You’ll be at the New York Film Festival at the end of September. Are you looking forward to it?

A.
It has a big Chinatown, and I’m looking forward to going there. The first thing is always to find a Chinatown. Then you can have a great Chinese meal. [laughs]

HEll Yeah

乒乓, Monday, 21 October 2013 12:44 (ten years ago) link

i did a little bit more digging and so yeah, snakes in chinese are a pretty standard trope for seductresses. or at least can be. i'm not familiar enough with wuxia films to know how jia is playing off that symbolism. see also the shot where the camera pans to the cloth w/ the tiger print, and you hear the tiger roar.

乒乓, Monday, 21 October 2013 12:48 (ten years ago) link

three weeks pass...

Really unexpected move by Jia (though I had been tipped even just skimming reviews) ... still 'documentary' elements aren't *entirely* absent I thought, just in comparison to what he'd been doing.

I knew this was episodic going in, but not sure if they were gonna overlap; so I was glad when we reached the end of Dahai's spree.

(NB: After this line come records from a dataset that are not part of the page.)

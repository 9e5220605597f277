// Domain layer: core models and ports (interfaces) implemented by the adapters.

pub mod model;
pub mod ports;
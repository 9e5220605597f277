use anyhow::Result;
use chrono::{DateTime, Duration, TimeZone, Utc};
use std::sync::Arc;
use sublease_core::core::{DocumentStore, ItemKind, ItemStatus, ItemVersion, LifecycleAction, ListableItem};
use sublease_core::{FixedClock, JsonFileStore, ListingService, MarketError, SweepEngine};
use tempfile::TempDir;

fn t0() -> DateTime<Utc> {
    Utc.with_ymd_and_hms(2025, 3, 3, 9, 0, 0).unwrap()
}

#[tokio::test]
async fn test_owner_actions_then_sweep_on_file_store() -> Result<()> {
    let temp_dir = TempDir::new()?;
    let path = temp_dir.path().join("items.json");
    let clock = Arc::new(FixedClock::new(t0()));

    let service = ListingService::new(JsonFileStore::new(&path), clock.clone());
    service.create("loft-2b", "maya", ItemKind::Listing).await?;
    service.create("futon", "maya", ItemKind::SaleItem).await?;
    service.create("bike", "leo", ItemKind::SaleItem).await?;

    service.apply("loft-2b", LifecycleAction::Deactivate).await?;
    service.apply("bike", LifecycleAction::Complete).await?;
    clock.advance(Duration::days(3));
    service.apply("futon", LifecycleAction::Deactivate).await?;

    // Day 5 after the loft was deactivated: only the loft is past its grace period.
    clock.advance(Duration::days(2));
    let engine = SweepEngine::new(JsonFileStore::new(&path), clock.clone());

    let preview = engine.run(true).await?;
    assert_eq!(preview.expired, vec!["loft-2b".to_string()]);
    assert_eq!(engine.store().list().await?.len(), 3);

    let report = engine.run(false).await?;
    assert_eq!(report.scanned, 3);
    assert_eq!(report.deleted, 1);
    assert_eq!(report.failed, 0);

    let rerun = engine.run(false).await?;
    assert_eq!(rerun.scanned, 2);
    assert!(rerun.expired.is_empty());

    let futon = service.status("futon").await?;
    assert_eq!(futon.status, ItemStatus::Unavailable);
    assert_eq!(futon.days_remaining, 3);
    assert!(futon.can_reactivate);

    assert!(matches!(
        service.get("loft-2b").await,
        Err(MarketError::NotFound(_))
    ));
    Ok(())
}

/// File store whose owner relists one item right after the sweep has listed it.
struct RelistDuringSweep {
    inner: JsonFileStore,
    target: &'static str,
}

impl DocumentStore for RelistDuringSweep {
    async fn get(&self, id: &str) -> sublease_core::Result<Option<ListableItem>> {
        self.inner.get(id).await
    }

    async fn list(&self) -> sublease_core::Result<Vec<ListableItem>> {
        let items = self.inner.list().await?;
        if let Some(seen) = items.iter().find(|item| item.id == self.target) {
            let mut relisted = seen.clone();
            relisted.status = ItemStatus::Active;
            relisted.deactivated_at = None;
            self.inner.update_if(&relisted, seen.version()).await?;
        }
        Ok(items)
    }

    async fn insert(&self, item: &ListableItem) -> sublease_core::Result<()> {
        self.inner.insert(item).await
    }

    async fn update_if(&self, item: &ListableItem, expected: ItemVersion) -> sublease_core::Result<bool> {
        self.inner.update_if(item, expected).await
    }

    async fn delete_if(&self, id: &str, expected: ItemVersion) -> sublease_core::Result<bool> {
        self.inner.delete_if(id, expected).await
    }
}

#[tokio::test]
async fn test_sweep_skips_item_reactivated_after_scan() -> Result<()> {
    let temp_dir = TempDir::new()?;
    let path = temp_dir.path().join("items.json");
    let clock = Arc::new(FixedClock::new(t0()));
    let service = ListingService::new(JsonFileStore::new(&path), clock.clone());

    service.create("sofa", "ira", ItemKind::SaleItem).await?;
    service.create("desk", "ira", ItemKind::SaleItem).await?;
    service.apply("sofa", LifecycleAction::Deactivate).await?;
    service.apply("desk", LifecycleAction::Deactivate).await?;
    clock.advance(Duration::days(5));

    let store = RelistDuringSweep {
        inner: JsonFileStore::new(&path),
        target: "sofa",
    };
    let report = SweepEngine::new(store, clock.clone()).run(false).await?;

    assert_eq!(report.expired, vec!["desk".to_string(), "sofa".to_string()]);
    assert_eq!(report.deleted, 1);
    assert_eq!(report.skipped, 1);
    assert_eq!(report.failed, 0);
    assert_eq!(service.get("sofa").await?.status, ItemStatus::Active);
    assert!(matches!(service.get("desk").await, Err(MarketError::NotFound(_))));
    Ok(())
}

#[tokio::test]
async fn test_reactivating_swept_item_reports_not_found() -> Result<()> {
    let temp_dir = TempDir::new()?;
    let path = temp_dir.path().join("items.json");
    let clock = Arc::new(FixedClock::new(t0()));
    let service = ListingService::new(JsonFileStore::new(&path), clock.clone());
    service.create("room", "jo", ItemKind::Listing).await?;
    service.apply("room", LifecycleAction::Deactivate).await?;

    clock.advance(Duration::days(6));
    let engine = SweepEngine::new(JsonFileStore::new(&path), clock.clone());
    engine.run(false).await?;

    let err = service
        .apply("room", LifecycleAction::Reactivate)
        .await
        .expect_err("item is gone");
    assert!(matches!(err, MarketError::NotFound(_)));
    Ok(())
}
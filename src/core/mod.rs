pub mod email_queue;
pub mod geofence;
pub mod lifecycle;
pub mod locator;
pub mod service;
pub mod sweep;

pub use crate::domain::model::{
    DeliveryZone, EmailJob, EmailStatus, GeoPoint, ItemKind, ItemStatus, ItemVersion,
    LifecycleAction, ListableItem, PickupCheck, PickupPoint, TransitionOutcome, ZoneCheck,
};
pub use crate::domain::ports::{AddressResolver, Clock, DocumentStore, EmailQueue, Mailer};
pub use crate::utils::error::Result;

For a bit.

eclectic husbandry (Dr Morbius), Monday, 11 November 2013 15:57 (ten years ago) link

For several months it has been pegged as being set to receive a (domestic) theatrical release in November, but still a more specific date has still not been set.

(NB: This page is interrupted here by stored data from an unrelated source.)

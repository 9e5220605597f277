use anyhow::Result;
use chrono::{DateTime, Duration, TimeZone, Utc};
use httpmock::prelude::*;
use std::sync::Arc;
use sublease_core::core::{EmailJob, EmailQueue, EmailStatus};
use sublease_core::{EmailQueueProcessor, FixedClock, HttpMailer, MemoryEmailQueue, RetryPolicy};

fn t0() -> DateTime<Utc> {
    Utc.with_ymd_and_hms(2025, 2, 10, 7, 0, 0).unwrap()
}

fn reminder(id: &str) -> EmailJob {
    EmailJob::new(
        id,
        "tenant@umn.edu",
        "Your listing is hidden",
        "Reactivate within 5 days to keep it.",
        t0(),
    )
}

#[tokio::test]
async fn test_due_emails_are_sent() -> Result<()> {
    let server = MockServer::start();
    let send_mock = server.mock(|when, then| {
        when.method(POST)
            .path("/send")
            .header("authorization", "Bearer mail-key")
            .json_body(serde_json::json!({
                "from": "notify@sublease.test",
                "to": "tenant@umn.edu",
                "subject": "Your listing is hidden",
                "text": "Reactivate within 5 days to keep it."
            }));
        then.status(202);
    });

    let queue = MemoryEmailQueue::new();
    queue.enqueue(&reminder("job-1")).await?;

    let mailer = HttpMailer::new(
        server.url("/send"),
        Some("mail-key".to_string()),
        "notify@sublease.test",
    );
    let processor = EmailQueueProcessor::new(queue, mailer, FixedClock::new(t0()));

    let report = processor.process().await?;
    send_mock.assert();
    assert_eq!(report.processed, 1);
    assert_eq!(report.sent, 1);

    let job = processor.queue().get("job-1").await.expect("job saved");
    assert_eq!(job.status, EmailStatus::Sent);
    assert_eq!(job.sent_at, Some(t0()));

    // Sent mail is not picked up again.
    let again = processor.process().await?;
    assert_eq!(again.processed, 0);
    send_mock.assert_hits(1);
    Ok(())
}

#[tokio::test]
async fn test_failures_back_off_then_become_terminal() -> Result<()> {
    let server = MockServer::start();
    let failing = server.mock(|when, then| {
        when.method(POST).path("/send");
        then.status(503).body("upstream unavailable");
    });

    let clock = Arc::new(FixedClock::new(t0()));
    let queue = MemoryEmailQueue::new();
    queue.enqueue(&reminder("job-2")).await?;
    let mailer = HttpMailer::new(server.url("/send"), None, "notify@sublease.test");
    let processor =
        EmailQueueProcessor::with_policy(queue, mailer, clock.clone(), RetryPolicy::default());

    let first = processor.process().await?;
    assert_eq!(first.retried, 1);
    let job = processor.queue().get("job-2").await.expect("job saved");
    assert_eq!(job.status, EmailStatus::Pending);
    assert_eq!(job.attempts, 1);
    assert_eq!(job.next_attempt_at, Some(t0() + Duration::seconds(300)));
    assert!(job.last_error.unwrap_or_default().contains("503"));

    // Still backing off four minutes later.
    clock.advance(Duration::minutes(4));
    assert_eq!(processor.process().await?.processed, 0);

    clock.advance(Duration::minutes(1));
    assert_eq!(processor.process().await?.retried, 1);

    clock.advance(Duration::minutes(5));
    let last = processor.process().await?;
    assert_eq!(last.failed, 1);

    let job = processor.queue().get("job-2").await.expect("job saved");
    assert_eq!(job.status, EmailStatus::Failed);
    assert_eq!(job.attempts, 3);
    assert_eq!(job.next_attempt_at, None);

    clock.advance(Duration::days(1));
    assert_eq!(processor.process().await?.processed, 0);
    failing.assert_hits(3);
    Ok(())
}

Now reports are emerging that the Chinese authorities have banned local media from reporting on the film or reviewing the picture, which claimed the best screenplay award at Cannes, where it played in competition.

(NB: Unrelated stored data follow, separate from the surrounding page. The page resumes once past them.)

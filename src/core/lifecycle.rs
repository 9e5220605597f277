//! Listing lifecycle state machine.
//!
//! ```text
//!   active ──deactivate──▶ unavailable ──(grace expired) hard-delete──▶ ∅
//!     │  ▲                      │
//!     │  └──reactivate (in grace)┘
//!     │
//!     └──complete──▶ completed ──reactivate (sale items only)──▶ active
//! ```
//!
//! Everything here is a pure function of its inputs; `now` is always passed in.

use crate::domain::model::{
    ItemKind, ItemStatus, LifecycleAction, ListableItem, TransitionOutcome,
};
use crate::utils::error::LifecycleError;
use crate::utils::time::{whole_days_between, GRACE_PERIOD_DAYS};
use chrono::{DateTime, Utc};

/// Days left in the grace window, always within `[0, GRACE_PERIOD_DAYS]`.
pub fn days_remaining(deactivated_at: Option<DateTime<Utc>>, now: DateTime<Utc>) -> i64 {
    match deactivated_at {
        None => 0,
        Some(at) => (GRACE_PERIOD_DAYS - whole_days_between(at, now)).clamp(0, GRACE_PERIOD_DAYS),
    }
}

/// The grace window is half-open: exactly five days after deactivation it is closed.
pub fn can_reactivate(deactivated_at: Option<DateTime<Utc>>, now: DateTime<Utc>) -> bool {
    days_remaining(deactivated_at, now) > 0
}

pub fn transition(
    item: &ListableItem,
    action: LifecycleAction,
    now: DateTime<Utc>,
) -> Result<TransitionOutcome, LifecycleError> {
    let invalid = || LifecycleError::InvalidTransition {
        from: item.status,
        action,
    };

    match (item.status, action) {
        (ItemStatus::Active, LifecycleAction::Deactivate) => Ok(TransitionOutcome::Updated(
            with_status(item, ItemStatus::Unavailable, Some(now), now),
        )),
        (ItemStatus::Active, LifecycleAction::Complete) => Ok(TransitionOutcome::Updated(
            with_status(item, ItemStatus::Completed, None, now),
        )),
        (ItemStatus::Unavailable, LifecycleAction::Reactivate) => {
            if !can_reactivate(item.deactivated_at, now) {
                return Err(LifecycleError::GracePeriodExpired);
            }
            Ok(TransitionOutcome::Updated(with_status(
                item,
                ItemStatus::Active,
                None,
                now,
            )))
        }
        (ItemStatus::Unavailable, LifecycleAction::HardDelete) => {
            if can_reactivate(item.deactivated_at, now) {
                return Err(LifecycleError::GracePeriodStillActive);
            }
            Ok(TransitionOutcome::Delete(item.id.clone()))
        }
        // Sold items may be relisted; rented listings may not.
        (ItemStatus::Completed, LifecycleAction::Reactivate) if item.kind == ItemKind::SaleItem => {
            Ok(TransitionOutcome::Updated(with_status(
                item,
                ItemStatus::Active,
                None,
                now,
            )))
        }
        _ => Err(invalid()),
    }
}

/// Ids of unavailable items whose grace window has closed, in input order.
pub fn sweep_expired(items: &[ListableItem], now: DateTime<Utc>) -> Vec<String> {
    items
        .iter()
        .filter(|item| is_expired(item, now))
        .map(|item| item.id.clone())
        .collect()
}

pub fn is_expired(item: &ListableItem, now: DateTime<Utc>) -> bool {
    item.status == ItemStatus::Unavailable && !can_reactivate(item.deactivated_at, now)
}

fn with_status(
    item: &ListableItem,
    status: ItemStatus,
    deactivated_at: Option<DateTime<Utc>>,
    now: DateTime<Utc>,
) -> ListableItem {
    ListableItem {
        status,
        deactivated_at,
        updated_at: now,
        ..item.clone()
    }
}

http://variety.com/2013/film/news/silence-surrounds-jia-zhangkes-sin-1200853839/

eclectic husbandry (Dr Morbius), Tuesday, 19 November 2013 16:18 (ten years ago) link

i can see blue valentine 10+ times in manhattan today, and touch of sin once, at 1.40 in the afternoon.

caek, Thursday, 21 November 2013 21:02 (ten years ago) link

yes and it's the last day, which is why i follow what's exiting theaters with great paranoia.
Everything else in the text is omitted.